Across the listing below, how many lines have the word "entries" in them? Provide only the number.
Start of Block
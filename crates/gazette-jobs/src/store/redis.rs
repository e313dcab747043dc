//! Redis-backed store adapter.

use super::{Store, StoreOp};
use crate::error::{QueueError, QueueResult};
use async_trait::async_trait;
use deadpool_redis::{Config, Pool, Runtime};
use redis::AsyncCommands;
use std::collections::HashMap;
use std::time::Duration;
use tracing::info;

/// Create a Redis connection pool and verify connectivity.
pub async fn create_pool(url: &str, pool_size: usize) -> QueueResult<Pool> {
    let cfg = Config::from_url(url);

    let pool = cfg
        .builder()
        .map_err(|e| QueueError::Configuration(format!("Invalid Redis config: {}", e)))?
        .max_size(pool_size)
        .runtime(Runtime::Tokio1)
        .build()
        .map_err(|e| QueueError::Configuration(format!("Failed to create pool: {}", e)))?;

    let mut conn = pool.get().await?;
    redis::cmd("PING").query_async::<String>(&mut *conn).await?;

    info!(pool_size, "Redis connection pool created");

    Ok(pool)
}

/// Store adapter over a pooled Redis connection.
pub struct RedisStore {
    pool: Pool,
}

impl RedisStore {
    /// Wraps an existing pool.
    pub fn new(pool: Pool) -> Self {
        Self { pool }
    }

    async fn conn(&self) -> QueueResult<deadpool_redis::Connection> {
        Ok(self.pool.get().await?)
    }
}

#[async_trait]
impl Store for RedisStore {
    async fn sorted_add(&self, key: &str, score: f64, member: &str) -> QueueResult<()> {
        let mut conn = self.conn().await?;
        let _: () = conn.zadd(key, member, score).await?;
        Ok(())
    }

    async fn sorted_pop_max(&self, key: &str) -> QueueResult<Option<(String, f64)>> {
        let mut conn = self.conn().await?;
        let popped: Vec<(String, f64)> = conn.zpopmax(key, 1).await?;
        Ok(popped.into_iter().next())
    }

    async fn sorted_remove(&self, key: &str, members: &[String]) -> QueueResult<u64> {
        if members.is_empty() {
            return Ok(0);
        }
        let mut conn = self.conn().await?;
        let removed: u64 = conn.zrem(key, members.to_vec()).await?;
        Ok(removed)
    }

    async fn sorted_card(&self, key: &str) -> QueueResult<u64> {
        let mut conn = self.conn().await?;
        let count: u64 = conn.zcard(key).await?;
        Ok(count)
    }

    async fn hash_set(&self, key: &str, field: &str, value: &str) -> QueueResult<()> {
        let mut conn = self.conn().await?;
        let _: () = conn.hset(key, field, value).await?;
        Ok(())
    }

    async fn hash_get(&self, key: &str, field: &str) -> QueueResult<Option<String>> {
        let mut conn = self.conn().await?;
        let value: Option<String> = conn.hget(key, field).await?;
        Ok(value)
    }

    async fn hash_get_all(&self, key: &str) -> QueueResult<HashMap<String, String>> {
        let mut conn = self.conn().await?;
        let entries: HashMap<String, String> = conn.hgetall(key).await?;
        Ok(entries)
    }

    async fn hash_delete(&self, key: &str, fields: &[String]) -> QueueResult<u64> {
        if fields.is_empty() {
            return Ok(0);
        }
        let mut conn = self.conn().await?;
        let removed: u64 = conn.hdel(key, fields.to_vec()).await?;
        Ok(removed)
    }

    async fn hash_len(&self, key: &str) -> QueueResult<u64> {
        let mut conn = self.conn().await?;
        let count: u64 = conn.hlen(key).await?;
        Ok(count)
    }

    async fn list_push_left(&self, key: &str, value: &str) -> QueueResult<u64> {
        let mut conn = self.conn().await?;
        let len: u64 = conn.lpush(key, value).await?;
        Ok(len)
    }

    async fn list_trim(&self, key: &str, start: i64, stop: i64) -> QueueResult<()> {
        let mut conn = self.conn().await?;
        let _: () = conn.ltrim(key, start as isize, stop as isize).await?;
        Ok(())
    }

    async fn list_len(&self, key: &str) -> QueueResult<u64> {
        let mut conn = self.conn().await?;
        let len: u64 = conn.llen(key).await?;
        Ok(len)
    }

    async fn blocking_pop_left(
        &self,
        key: &str,
        timeout: Duration,
    ) -> QueueResult<Option<String>> {
        let mut conn = self.conn().await?;
        // BLPOP returns (key, value), or nil on timeout.
        let popped: Option<(String, String)> = conn.blpop(key, timeout.as_secs_f64()).await?;
        Ok(popped.map(|(_, value)| value))
    }

    async fn pipeline(&self, ops: &[StoreOp]) -> QueueResult<()> {
        if ops.is_empty() {
            return Ok(());
        }

        let mut conn = self.conn().await?;
        let mut pipe = redis::pipe();
        pipe.atomic();

        for op in ops {
            match op {
                StoreOp::SortedAdd { key, score, member } => {
                    pipe.zadd(key, member, *score);
                }
                StoreOp::SortedRemove { key, members } => {
                    if !members.is_empty() {
                        pipe.zrem(key, members.clone());
                    }
                }
                StoreOp::HashSet { key, field, value } => {
                    pipe.hset(key, field, value);
                }
                StoreOp::HashDelete { key, fields } => {
                    if !fields.is_empty() {
                        pipe.hdel(key, fields.clone());
                    }
                }
                StoreOp::ListPushLeft { key, value } => {
                    pipe.lpush(key, value);
                }
                StoreOp::ListTrim { key, start, stop } => {
                    pipe.ltrim(key, *start as isize, *stop as isize);
                }
                StoreOp::Expire { key, ttl } => {
                    pipe.expire(key, ttl.as_secs() as i64);
                }
            }
        }

        let _: () = pipe.query_async(&mut *conn).await?;
        Ok(())
    }

    async fn expire(&self, key: &str, ttl: Duration) -> QueueResult<()> {
        let mut conn = self.conn().await?;
        let _: bool = conn.expire(key, ttl.as_secs() as i64).await?;
        Ok(())
    }
}
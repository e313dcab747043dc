//! Gazette Jobs - Persistent Priority Job Queue
//!
//! A Redis-backed job queue with:
//! - Per-queue worker pools with fixed concurrency
//! - Caller-assigned priorities with schedule-time tie-breaking
//! - Bounded retries with quadratic backoff
//! - A dead letter lane for poison jobs
//! - A notification channel so idle workers block instead of polling
//! - Cross-queue admin operations and health reporting
//!
//! # Architecture
//!
//! ```text
//! Producer ──► QueueManager::enqueue ──► Queue
//!                                         │  body hash (jobs:<name>)
//!                                         │  priority index (queue:<name>)
//!                                         │  wake list (notifications:<name>)
//!                                         ▼
//!                        Worker ◄── blocking_dequeue
//!                          │
//!                          ├─► ProcessorRegistry lookup by job type
//!                          ├─► JobProcessor::process
//!                          ▼
//!              complete ── or ── fail ──► retry with backoff
//!                                   └───► dead_letter:<name>
//! ```
//!
//! The store is the authoritative shared record; in-memory `Job` values
//! are working copies. Enqueue and dequeue are atomic at the store level,
//! so any number of producers and workers may act on a queue concurrently.

pub mod config;
pub mod enqueue;
pub mod error;
pub mod job;
pub mod manager;
pub mod metrics;
pub mod processor;
pub mod processors;
pub mod queue;
pub mod services;
pub mod store;
pub mod worker;

pub use error::{QueueError, QueueResult};
pub use job::{priority, Job, JobStatus, PayloadMap};
pub use manager::{
    close_global, global, init_global, HealthReport, HealthStatus, JobSnapshot, QueueHealth,
    QueueManager,
};
pub use metrics::register_metrics;
pub use processor::{JobProcessor, ProcessError, ProcessOutput, ProcessorRegistry};
pub use processors::{AgentProcessor, TranslationProcessor, VideoProcessor};
pub use queue::{Queue, QueueStats};
pub use services::{AgentService, ServiceContainer, TranslationService, VideoService};
pub use store::{create_pool, QueueKeys, RedisStore, Store, StoreOp};
pub use worker::{WorkerPool, WorkerPoolStats};

/// Re-export of the commonly used types.
pub mod prelude {
    pub use crate::error::{QueueError, QueueResult};
    pub use crate::job::{priority, Job, JobStatus, PayloadMap};
    pub use crate::manager::QueueManager;
    pub use crate::processor::{JobProcessor, ProcessError};
    pub use crate::services::ServiceContainer;
    pub use crate::store::Store;
}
End of Block
Result for this exercise:
2